Die Glühwürmchen (Lampyridae) sind eine Familie der Käfer mit weltweit etwa 2000 Arten. Viele, aber nicht alle, können Lichtsignale zur Kommunikation aussenden, damit die Tiere zur Paarung zueinanderfinden. Die Signale selbst sind ganz unterschiedlich, bei manchen Arten besitzen nur die Weibchen Leuchtorgane, bei anderen beide Geschlechter. Manche blinken, andere senden Dauerlicht aus.

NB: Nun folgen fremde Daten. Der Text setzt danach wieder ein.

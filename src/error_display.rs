//! User-facing error message formatting.
//!
//! Matches on typed errors (FetchError variants, io::ErrorKind) rather than
//! parsing strings, so the status line stays short and actionable.

use crate::fetch::FetchError;
use crate::filter::FilterError;
use std::io;

/// Format a FetchError for the status line.
pub fn user_message_from_fetch(err: &FetchError) -> String {
    match err {
        FetchError::Http { url, reason } => {
            let lower = reason.to_lowercase();
            if lower.contains("connection refused") {
                format!("Could not connect to {}. Is the server running?", url)
            } else if lower.contains("timed out") || lower.contains("timeout") {
                format!("Request to {} timed out.", url)
            } else if lower.contains("dns") || lower.contains("resolve") {
                format!("Could not resolve host for {}. Check the URL.", url)
            } else {
                format!("Request to {} failed: {}", url, reason)
            }
        }
        FetchError::Status { url, code, text } => match code {
            404 => format!("Not found (404): {}. Check the URL.", url),
            401 | 403 => format!("Access denied ({}) by {}.", code, url),
            500..=599 => format!("Server error ({} {}) from {}. Try again later.", code, text, url),
            _ => format!("Server returned {} {} for {}.", code, text, url),
        },
        FetchError::Io { path, source } => {
            user_message_from_io(source, Some(&format!("({})", path.display())))
        }
        FetchError::Malformed(detail) => format!("Received malformed device data: {}", detail),
    }
}

/// Format an io::Error as a user-facing message by matching on ErrorKind.
pub fn user_message_from_io(err: &io::Error, context: Option<&str>) -> String {
    use std::io::ErrorKind;

    let base: String = match err.kind() {
        ErrorKind::NotFound => "File or directory not found.".to_string(),
        ErrorKind::PermissionDenied => "Permission denied. Check read access.".to_string(),
        ErrorKind::ConnectionRefused => "Connection refused.".to_string(),
        ErrorKind::ConnectionReset => "Connection reset.".to_string(),
        ErrorKind::InvalidData | ErrorKind::InvalidInput => {
            "Invalid or corrupted data.".to_string()
        }
        ErrorKind::UnexpectedEof => "Unexpected end of file.".to_string(),
        ErrorKind::Interrupted => "Operation interrupted.".to_string(),
        ErrorKind::Other => {
            let msg = err.to_string();
            if msg.contains("Is a directory") {
                return "Path is a directory, not a file.".to_string();
            }
            return if context.is_some() {
                format!("I/O error: {}", msg)
            } else {
                msg
            };
        }
        _ => err.to_string(),
    };

    match context {
        Some(ctx) if !ctx.is_empty() => format!("{} {}", base, ctx),
        _ => base,
    }
}

/// One-line notice for a filter that did not compile.
pub fn user_message_from_filter(err: &FilterError) -> String {
    let FilterError::InvalidPattern { pattern, reason } = err;
    // regex errors are multi-line; the last line carries the actual problem
    let detail = reason
        .lines()
        .map(str::trim)
        .filter(|l| !l.is_empty())
        .next_back()
        .unwrap_or("invalid pattern");
    format!("Invalid pattern '{}': {} (showing all devices)", pattern, detail)
}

Italienischer Leuchtkäfer (Luciola italica) aus dem Mittelmeerraum.

Leuchtkäfer sind auf allen Kontinenten mit Ausnahme der Antarktis zu finden. Die am stärksten leuchtende Art ist in Mittel- und Südamerika beheimatet. In Mitteleuropa kennen wir die Kleinen und Grossen Leuchtkäfer sowie die Kurzflügel-Leuchtkäfer. Zudem tauchen mitunter Italienische Leuchtkäfer der Gattung «Luciola» auf, die gelblich-weiss blinken und aus dem Mittelmeerraum eingeschleppt worden sind. Nur diese und die männlichen Kleinen Glühwürmchen senden beim Fliegen Licht aus, die meisten Weibchen sind flugunfähig.

Leuchtkäfer in einem Wald bei Nürnberg mit den Leuchtflecken der am Boden lockenden Weibchen.

Die Glühwürmchen sind dämmerungs- und nachtaktiv. Das Leuchten erfüllt in erster Linie die Funktion, Männchen und Weibchen zur Paarung zusammenzuführen. Sie leben an Waldrändern und Böschungen und besiedeln auch naturnahe Gärten und Parkanlagen. Nach der Paarung stirbt das Männchen, das Weibchen legt 60 – 80 Eier im Gras oder unter Steinen ab, löscht sein Licht und stirbt ebenfalls. Die Eier leuchten bereits, vermutlich als Warnung, denn sie sind für die meisten Räuber ungeniessbar oder giftig.

Larve des Grossen Leuchtkäfers beim Fressen einer Schnecke. Foto: Heinz Albers

Nach einem Monat schlüpfen die Larven, wachsen und häuten sich mehrmals, auch sie sind nachtaktiv. Sie ernähren sich von Nackt- oder Gehäuseschnecken, die sie überwältigen, auch wenn sie wesentlich grösser sind als sie selber. Das Opfer wird mit mehreren Giftbissen gelähmt und an einer geschützten Stelle verzehrt.

Die Larven fressen sich zwei bis drei Jahre lang satt, bis sie sich verpuppen und nach etwa einer Woche ausschlüpfen. Die geschlechtsreifen sieben bis zwölf Millimeter grossen Leuchtkäfer nehmen keine Nahrung mehr zu sich; sie leben sozusagen von Luft und Liebe und sterben nach knapp drei Wochen.